The firm was hit with two separate antitrust lawsuits from the Federal Trade Commission (FTC) and a coalition of attorneys general from 48 states and territories on Wednesday.
Facebook is being accused of alleged anti-competitive conduct by buying up rivals and stifle competition, and faces a significant risk of having to divest itself of Instagram and WhatsApp.
The lawsuit from the Federal Trade Commission is available here, and the lawsuit from the 48 US states is available here.
“For almost a decade,Facebook has had monopoly power in the personal social networking market in the United States,” the US state lawsuit alleges. “As set forth in detail below, Facebook illegally maintains that monopoly power by deploying a buy-or-bury strategy that thwarts competition and harms both users and advertisers.”
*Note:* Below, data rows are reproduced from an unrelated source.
//! Kernel fetch, configure, and compile.
//!
//! Downloads the pinned kernel release, extracts it under `work/`, runs
//! `make defconfig` and a full build, and verifies the resulting image.
//! A kernel build takes a long time, so if the image already exists the
//! stage is skipped; `--clean` forces a from-scratch rebuild.

use anyhow::{bail, Result};
use std::path::PathBuf;

use crate::arch::Arch;
use crate::config::{self, Paths, KERNEL_TARBALL_ENV, KERNEL_URL, KERNEL_VERSION};
use crate::process::Cmd;

/// Build the kernel, returning the path to the compiled image.
pub fn build(paths: &Paths, arch: Arch, clean: bool) -> Result<PathBuf> {
    println!("=== Building Kernel {} ===", KERNEL_VERSION);

    let image = paths.kernel_image(arch);
    if image.exists() && !clean {
        println!("  [SKIP] Kernel image exists: {}", image.display());
        println!("  (use 'build kernel --clean' to rebuild)");
        println!();
        return Ok(image);
    }

    let tarball = super::fetch_tarball(
        "Kernel tarball",
        KERNEL_TARBALL_ENV,
        KERNEL_URL,
        &paths.kernel_tarball,
    )?;
    super::extract_tarball(&tarball, &paths.work, &paths.kernel_src)?;

    if clean && paths.kernel_src.join("Makefile").exists() {
        println!("  Cleaning kernel tree...");
        Cmd::new("make")
            .arg("mrproper")
            .cwd(&paths.kernel_src)
            .error_msg("make mrproper failed in the kernel tree")
            .run_interactive()?;
    }

    println!("  Configuring kernel (defconfig, ARCH={})...", arch);
    Cmd::new("make")
        .arg("defconfig")
        .arg(format!("ARCH={}", arch.kernel_arch()))
        .cwd(&paths.kernel_src)
        .error_msg("Kernel defconfig failed")
        .run_interactive()?;

    let jobs = config::make_jobs();
    println!("  Compiling kernel (-j{}), this takes a while...", jobs);
    Cmd::new("make")
        .arg(format!("ARCH={}", arch.kernel_arch()))
        .arg(format!("CROSS_COMPILE={}", arch.cross_compile()))
        .arg("all")
        .arg(format!("-j{}", jobs))
        .cwd(&paths.kernel_src)
        .error_msg("Kernel build failed. Check the compiler output above.")
        .run_interactive()?;

    if !image.exists() {
        bail!(
            "Kernel build finished but no image was produced.\n\
             Expected at: {}",
            image.display()
        );
    }

    println!("  Kernel image: {}", image.display());
    println!();
    Ok(image)
}

#[cfg(test)]
mod tests {
    use super::*;
    use std::fs;
    use tempfile::tempdir;

    #[test]
    fn test_skips_when_image_exists() {
        let dir = tempdir().unwrap();
        let paths = Paths::new(dir.path());
        let image = paths.kernel_image(Arch::X86_64);
        fs::create_dir_all(image.parent().unwrap()).unwrap();
        fs::write(&image, "bzImage").unwrap();

        // No tarball, no source tree: only the skip path can succeed.
        let built = build(&paths, Arch::X86_64, false).unwrap();
        assert_eq!(built, image);
    }
}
“Facebook has intensively monitored the growth of scores of applications (or “apps”) and purchased those it believed might threaten its monopoly power, sometimes snatching them from other firms in whose hands the acquired firms might flourish and become challengers to Facebook’s dominant personal social networking service,” that lawsuit alleges.
“Two of Facebook’s largest acquisitions, the mobile social photo app Instagram and the mobile messaging service WhatsApp, each posed a unique and dire threat to Facebook’s monopoly,” it added.
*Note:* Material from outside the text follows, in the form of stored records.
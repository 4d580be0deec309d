//! Raw disk image provisioning.
//!
//! Five external-tool steps, strictly in order: create the raw image with
//! qemu-img, format it ext4, loop-mount it, copy the staged rootfs in,
//! unmount. There is no rollback: a failure after the mount step leaves
//! the image mounted, and the diagnostic says how to clean up by hand.
//!
//! Loop mounts need root, so `sprout image` is normally run via sudo.

use anyhow::{bail, Context, Result};
use std::fs;
use std::path::PathBuf;

use crate::config::Paths;
use crate::fsutil;
use crate::process::Cmd;

/// Provision the disk image, returning its path. `size` uses qemu-img
/// syntax (e.g. "512M", "2G").
pub fn provision_image(paths: &Paths, size: &str) -> Result<PathBuf> {
    println!("=== Provisioning Disk Image ===");

    if !paths.rootfs.join("init").exists() {
        bail!(
            "Rootfs not staged at {}.\n\
             Run 'sprout build' first.",
            paths.rootfs.display()
        );
    }

    fs::create_dir_all(&paths.output)
        .with_context(|| format!("Failed to create {}", paths.output.display()))?;

    println!("  Creating {} raw image: {}", size, paths.disk_image.display());
    Cmd::new("qemu-img")
        .args(["create", "-f", "raw"])
        .arg_path(&paths.disk_image)
        .arg(size)
        .error_msg("qemu-img create failed. Install: sudo dnf install qemu-img")
        .run_interactive()?;

    println!("  Formatting ext4...");
    Cmd::new("mkfs.ext4")
        .arg("-F") // image file, not a block device
        .arg_path(&paths.disk_image)
        .error_msg("mkfs.ext4 failed. Install: sudo dnf install e2fsprogs")
        .run_interactive()?;

    fs::create_dir_all(&paths.mount_point)
        .with_context(|| format!("Failed to create {}", paths.mount_point.display()))?;

    println!("  Mounting at {}", paths.mount_point.display());
    Cmd::new("mount")
        .args(["-o", "loop"])
        .arg_path(&paths.disk_image)
        .arg_path(&paths.mount_point)
        .error_msg("mount failed. Loop mounts need root; rerun via sudo.")
        .run_interactive()?;

    println!("  Copying rootfs into the image...");
    fsutil::copy_tree(&paths.rootfs, &paths.mount_point).with_context(|| {
        format!(
            "Failed to populate the image; it may still be mounted at {}.\n\
             Unmount manually: sudo umount {}",
            paths.mount_point.display(),
            paths.mount_point.display()
        )
    })?;

    println!("  Unmounting...");
    Cmd::new("umount")
        .arg_path(&paths.mount_point)
        .error_msg(format!(
            "umount failed; the image is still mounted.\n\
             Unmount manually: sudo umount {}",
            paths.mount_point.display()
        ))
        .run_interactive()?;

    println!("=== Disk Image Complete ===");
    println!("  Output: {}", paths.disk_image.display());
    if let Ok(meta) = fs::metadata(&paths.disk_image) {
        println!("  Size: {} MB", meta.len() / 1024 / 1024);
    }
    println!();
    Ok(paths.disk_image.clone())
}

#[cfg(test)]
mod tests {
    use super::*;
    use tempfile::tempdir;

    #[test]
    fn test_provision_without_rootfs_fails() {
        let dir = tempdir().unwrap();
        let paths = Paths::new(dir.path());

        // First check fires before any external tool runs.
        let err = provision_image(&paths, "512M").unwrap_err();
        assert!(err.to_string().contains("Rootfs not staged"));
    }
}
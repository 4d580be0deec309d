//! Required host tools.
//!
//! The pipeline shells out for everything, so a missing tool should
//! surface here rather than halfway through a kernel build.

use super::Check;
use crate::process::which;

/// (tool, what it is needed for, how to install it)
const REQUIRED_TOOLS: &[(&str, &str, &str)] = &[
    ("wget", "download source tarballs", "sudo dnf install wget"),
    ("tar", "extract source tarballs", "sudo dnf install tar"),
    ("make", "drive the kernel and BusyBox builds", "sudo dnf install make"),
    ("gcc", "compile the kernel and BusyBox", "sudo dnf install gcc"),
    ("git", "clone the init project", "sudo dnf install git"),
    ("qemu-img", "create the disk image", "sudo dnf install qemu-img"),
    ("mkfs.ext4", "format the disk image", "sudo dnf install e2fsprogs"),
    ("mount", "loop-mount the disk image", "sudo dnf install util-linux"),
];

/// Probe every required tool.
pub fn check_host_tools() -> Vec<Check> {
    let mut checks = Vec::with_capacity(REQUIRED_TOOLS.len());
    for (tool, purpose, install) in REQUIRED_TOOLS {
        checks.push(match which(tool) {
            Some(path) => Check::pass(*tool, format!("{} ({})", path, purpose)),
            None => Check::fail(
                *tool,
                format!("not found; needed to {}", purpose),
                format!("Install: {}", install),
            ),
        });
    }
    checks
}

#[cfg(test)]
mod tests {
    use super::*;

    #[test]
    fn test_one_check_per_tool() {
        assert_eq!(check_host_tools().len(), REQUIRED_TOOLS.len());
    }

    #[test]
    fn test_tar_present() {
        // tar ships with every Linux environment this builder supports.
        let checks = check_host_tools();
        let tar = checks.iter().find(|c| c.label == "tar").unwrap();
        assert!(tar.passed, "{}", tar.detail);
    }
}
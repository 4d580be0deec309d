//! Host architecture detection.
//!
//! The kernel and BusyBox builds need two strings: the value for `ARCH=`
//! and the cross-compiler prefix for `CROSS_COMPILE=`. Both come from the
//! host machine string reported by `uname -m`. Only x86_64 and arm64 hosts
//! are supported; anything else is a hard error.

use anyhow::{bail, Result};
use std::fmt;

use crate::process::Cmd;

/// Supported build architectures.
#[derive(Debug, Clone, Copy, PartialEq, Eq)]
pub enum Arch {
    X86_64,
    Arm64,
}

impl Arch {
    /// Detect the host architecture via `uname -m`.
    pub fn detect() -> Result<Self> {
        let result = Cmd::new("uname")
            .arg("-m")
            .error_msg("Failed to detect host architecture.")
            .run()?;
        Self::from_machine(result.stdout.trim())
    }

    /// Map a `uname -m` machine string to a supported architecture.
    ///
    /// Accepts both the Linux (`aarch64`) and Darwin (`arm64`) spellings
    /// for 64-bit ARM.
    pub fn from_machine(machine: &str) -> Result<Self> {
        match machine {
            "x86_64" => Ok(Arch::X86_64),
            "arm64" | "aarch64" => Ok(Arch::Arm64),
            other => bail!(
                "Unsupported architecture: {}\n\
                 Supported: x86_64, arm64/aarch64",
                other
            ),
        }
    }

    /// Value passed to make as `ARCH=`.
    pub fn kernel_arch(&self) -> &'static str {
        match self {
            Arch::X86_64 => "x86_64",
            Arch::Arm64 => "arm64",
        }
    }

    /// Toolchain prefix passed to make as `CROSS_COMPILE=`.
    pub fn cross_compile(&self) -> &'static str {
        match self {
            Arch::X86_64 => "x86_64-elf-",
            Arch::Arm64 => "aarch64-linux-gnu-",
        }
    }

    /// Kernel image path relative to the kernel source tree.
    pub fn kernel_image(&self) -> &'static str {
        match self {
            Arch::X86_64 => "arch/x86/boot/bzImage",
            Arch::Arm64 => "arch/arm64/boot/Image",
        }
    }

    /// QEMU system emulator binary for this architecture.
    pub fn qemu_system(&self) -> &'static str {
        match self {
            Arch::X86_64 => "qemu-system-x86_64",
            Arch::Arm64 => "qemu-system-aarch64",
        }
    }

    /// Serial console device for the kernel command line.
    pub fn console(&self) -> &'static str {
        match self {
            Arch::X86_64 => "ttyS0",
            Arch::Arm64 => "ttyAMA0",
        }
    }
}

impl fmt::Display for Arch {
    fn fmt(&self, f: &mut fmt::Formatter<'_>) -> fmt::Result {
        f.write_str(self.kernel_arch())
    }
}

#[cfg(test)]
mod tests {
    use super::*;

    #[test]
    fn test_x86_64_selection() {
        let arch = Arch::from_machine("x86_64").unwrap();
        assert_eq!(arch.kernel_arch(), "x86_64");
        assert_eq!(arch.cross_compile(), "x86_64-elf-");
        assert_eq!(arch.kernel_image(), "arch/x86/boot/bzImage");
    }

    #[test]
    fn test_arm64_selection() {
        let arch = Arch::from_machine("arm64").unwrap();
        assert_eq!(arch.kernel_arch(), "arm64");
        assert_eq!(arch.cross_compile(), "aarch64-linux-gnu-");
        assert_eq!(arch.kernel_image(), "arch/arm64/boot/Image");
    }

    #[test]
    fn test_aarch64_is_arm64() {
        assert_eq!(Arch::from_machine("aarch64").unwrap(), Arch::Arm64);
    }

    #[test]
    fn test_unknown_machine_fails() {
        let err = Arch::from_machine("riscv64").unwrap_err();
        assert!(err.to_string().contains("Unsupported architecture"));
    }
}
“Each had enormous and rapidly growing user networks, and each was well-positioned to encroach on Facebook’s dominant market position,” said the lawsuit. “Facebook kept both services running after the acquisitions to fill the void, so they would not be replaced by another app with the potential to erode Facebook’s dominance.”
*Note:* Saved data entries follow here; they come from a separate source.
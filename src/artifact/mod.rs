//! Artifact builders.
//!
//! - `rootfs` - Stages the BusyBox tree plus init binary into the root
//!   filesystem
//! - `image` - Provisions a raw ext4 disk image and copies the rootfs
//!   onto it

pub mod image;
pub mod rootfs;

pub use image::provision_image;
pub use rootfs::stage_rootfs;
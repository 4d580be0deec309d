//! Root filesystem staging.
//!
//! Copies the BusyBox `_install/` tree into `output/rootfs` and installs
//! the init binary at the rootfs root with mode 0755. The booted kernel
//! executes that `/init` as PID 1.

use anyhow::{bail, Context, Result};
use std::fs;
use std::os::unix::fs::PermissionsExt;
use std::path::{Path, PathBuf};

use crate::config::{Paths, INIT_BINARY};
use crate::fsutil;

/// Stage the root filesystem, returning its path.
pub fn stage_rootfs(paths: &Paths) -> Result<PathBuf> {
    println!("=== Staging Root Filesystem ===");

    let install = paths.busybox_install();
    if !install.join("bin").exists() {
        bail!(
            "BusyBox install tree not found at {}.\n\
             Run 'sprout build busybox' first.",
            install.display()
        );
    }

    let init_binary = paths.init_binary();
    if !init_binary.exists() {
        bail!(
            "Init binary not found at {}.\n\
             Run 'sprout build init' first.",
            init_binary.display()
        );
    }

    fs::create_dir_all(&paths.rootfs)
        .with_context(|| format!("Failed to create {}", paths.rootfs.display()))?;

    println!("  Copying BusyBox tree into {}", paths.rootfs.display());
    fsutil::copy_tree(&install, &paths.rootfs)?;

    println!("  Installing {} as /init", INIT_BINARY);
    let init = paths.rootfs.join("init");
    fs::copy(&init_binary, &init)
        .with_context(|| format!("Failed to install init at {}", init.display()))?;
    let mut perms = fs::metadata(&init)?.permissions();
    perms.set_mode(0o755);
    fs::set_permissions(&init, perms)
        .with_context(|| format!("Failed to mark {} executable", init.display()))?;

    verify_rootfs(&paths.rootfs)?;

    let (files, _, symlinks) = fsutil::count_items(&paths.rootfs)?;
    let size = fsutil::dir_size(&paths.rootfs)?;
    println!(
        "  Rootfs: {} ({} files, {} links, {} MB)",
        paths.rootfs.display(),
        files,
        symlinks,
        size / 1024 / 1024
    );
    println!();
    Ok(paths.rootfs.clone())
}

/// Verify the staged tree is bootable: an executable `init` at the root
/// and the BusyBox binary behind the applet links.
fn verify_rootfs(rootfs: &Path) -> Result<()> {
    let init = rootfs.join("init");
    let meta = fs::metadata(&init)
        .with_context(|| format!("Rootfs has no init at {}", init.display()))?;
    if meta.permissions().mode() & 0o111 == 0 {
        bail!("{} is not executable", init.display());
    }

    if !rootfs.join("bin").join("busybox").exists() {
        bail!(
            "Rootfs has no bin/busybox under {}.\n\
             The BusyBox copy is incomplete.",
            rootfs.display()
        );
    }
    Ok(())
}

#[cfg(test)]
mod tests {
    use super::*;
    use std::os::unix::fs::symlink;
    use tempfile::tempdir;

    /// Lay out what `make install` and the init project build produce.
    fn fixture(paths: &Paths) {
        let install = paths.busybox_install();
        fs::create_dir_all(install.join("bin")).unwrap();
        fs::write(install.join("bin/busybox"), "binary").unwrap();
        symlink("busybox", install.join("bin/sh")).unwrap();
        fs::create_dir_all(install.join("usr/bin")).unwrap();
        symlink("../../bin/busybox", install.join("usr/bin/env")).unwrap();

        fs::create_dir_all(&paths.init_src).unwrap();
        fs::write(paths.init_binary(), "init binary").unwrap();
    }

    #[test]
    fn test_stage_produces_executable_init() {
        let dir = tempdir().unwrap();
        let paths = Paths::new(dir.path());
        fixture(&paths);

        let rootfs = stage_rootfs(&paths).unwrap();

        let init = rootfs.join("init");
        assert!(init.is_file());
        let mode = fs::metadata(&init).unwrap().permissions().mode();
        assert_eq!(mode & 0o777, 0o755);
    }

    #[test]
    fn test_stage_preserves_applet_links() {
        let dir = tempdir().unwrap();
        let paths = Paths::new(dir.path());
        fixture(&paths);

        let rootfs = stage_rootfs(&paths).unwrap();

        let sh = rootfs.join("bin/sh");
        assert!(sh.is_symlink());
        assert_eq!(fs::read_link(&sh).unwrap(), Path::new("busybox"));
        assert!(rootfs.join("usr/bin/env").is_symlink());
    }

    #[test]
    fn test_stage_without_busybox_tree_fails() {
        let dir = tempdir().unwrap();
        let paths = Paths::new(dir.path());

        let err = stage_rootfs(&paths).unwrap_err();
        assert!(err.to_string().contains("build busybox"));
    }

    #[test]
    fn test_stage_without_init_binary_fails() {
        let dir = tempdir().unwrap();
        let paths = Paths::new(dir.path());
        fs::create_dir_all(paths.busybox_install().join("bin")).unwrap();

        let err = stage_rootfs(&paths).unwrap_err();
        assert!(err.to_string().contains("build init"));
    }
}
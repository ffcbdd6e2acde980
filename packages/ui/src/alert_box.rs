use dioxus::prelude::*;

#[derive(Clone, Copy, Debug, Default, PartialEq)]
pub enum AlertKind {
    Error,
    #[default]
    Success,
}

/// Content of an alert a screen wants to show.
#[derive(Clone, Debug, PartialEq)]
pub struct Alert {
    pub kind: AlertKind,
    pub title: String,
    pub message: String,
}

impl Alert {
    pub fn error(title: impl Into<String>, message: impl Into<String>) -> Self {
        Self {
            kind: AlertKind::Error,
            title: title.into(),
            message: message.into(),
        }
    }

    pub fn success(title: impl Into<String>, message: impl Into<String>) -> Self {
        Self {
            kind: AlertKind::Success,
            title: title.into(),
            message: message.into(),
        }
    }
}

/// Modal card with a title, a message and Confirm / Close buttons.
/// Clicking outside the card closes it. Without `on_confirm`, Confirm also closes.
#[component]
pub fn AlertBox(
    alert: Alert,
    on_close: EventHandler<()>,
    on_confirm: Option<EventHandler<()>>,
) -> Element {
    let card = match alert.kind {
        AlertKind::Error => "alert-card alert-error",
        AlertKind::Success => "alert-card alert-success",
    };

    rsx! {
        div {
            class: "alert-overlay",
            onclick: move |_| on_close.call(()),
            div {
                class: card,
                onclick: move |evt: Event<MouseData>| evt.stop_propagation(),
                h2 { class: "alert-title", "{alert.title}" }
                p { class: "alert-message", "{alert.message}" }
                div {
                    class: "alert-actions",
                    button {
                        class: "btn btn-primary",
                        onclick: move |_| match on_confirm {
                            Some(handler) => handler.call(()),
                            None => on_close.call(()),
                        },
                        "Confirm"
                    }
                    button {
                        class: "btn btn-outline",
                        onclick: move |_| on_close.call(()),
                        "Close"
                    }
                }
            }
        }
    }
}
Officials accused Facebook of taking a “buy or bury” approach to potential rivals, hurting competitors and users, who have lost control of their own data to support the firm’s advertising revenue.
But Facebook has slammed both lawsuits, claiming that the lawsuits filed by the FTC and the State Attorneys General are revisionist history.
“The Federal Trade Commission and state attorneys general today attack two acquisitions that we made: Instagram in 2012 and WhatsApp in 2014,” noted Jennifer Newstead, Facebook’s VP and General Counsel.
“These transactions were intended to provide better products for the people who use them, and they unquestionably did,” said Newstead. “Both of these acquisitions were reviewed by relevant antitrust regulators at the time. The FTC conducted an in-depth ‘Second Request’ of the Instagram transaction in 2012 before voting unanimously to clear it. The European Commission reviewed the WhatsApp transaction in 2014 and found no risk of harm to competition in any potential market. Regulators correctly allowed these deals to move forward because they did not threaten competition.”
“Now, many years later, with seemingly no regard for settled law or the consequences to innovation and investment, the agency is saying it got it wrong and wants a do-over,” said Newstead. “In addition to being revisionist history, this is simply not how the antitrust laws are supposed to work. No American antitrust enforcer has ever brought a case like this before, and for good reason.”
“The FTC and states stood by for years while Facebook invested billions of dollars and millions of hours to make Instagram and WhatsApp into the apps that users enjoy today,” wrote Newstead. “And, notably, two FTC commissioners voted against the action that the FTC has taken today.”
“Now the agency has announced that no sale will ever be final, no matter the resulting harm to consumers or the chilling effect on innovation,” Newstead added. “This lawsuit risks sowing doubt and uncertainty about the US government’s own merger review process and whether acquiring businesses can actually rely on the outcomes of the legal process. It would also punish companies for protecting their investment and technology from free-riding by those who did not pay for the innovation, making those companies less likely over the long term to make their platforms available to spur the growth of new products and services.”
And Newstead hinted that the lawsuits were part of a political campaign against it.
“Of course, we are aware of the atmosphere in which the FTC is bringing this case,” she wrote. “Important questions are being asked about ‘big tech’ and whether Facebook and its competitors are making the right decisions around things like elections, harmful content and privacy.”
“We have taken many steps to address those issues, and we’re far from done,” said Newstead. “We have called for new regulation to address some of them on an industry-wide basis. But none of these issues are antitrust concerns, and the FTC’s case would do nothing to address them. Those hard challenges are best solved by updating the rules of the internet.”
But Facebook has been facing a lot of criticism in recent years, given the size of the firm and its reach into the daily lives of 2.5 billion people.
Indeed, even one of Facebook’s co-founders (Chris Hughes) last year called for the breakup of the Facebook, saying that the firm he helped create was now a threat to democracy and that CEO Mark Zuckerberg welded too much power.
And the political environment has certainly turned against big tech.
In the summer the CEOs of Google, Amazon, Facebook and Apple were forced to testify before the US Congress, as part of a bigger investigation of their influence on the market.
And then in October, the Department of Justice sued Google, accusing the search giant of violating US competition laws to maintain a monopoly on internet searches and online advertising.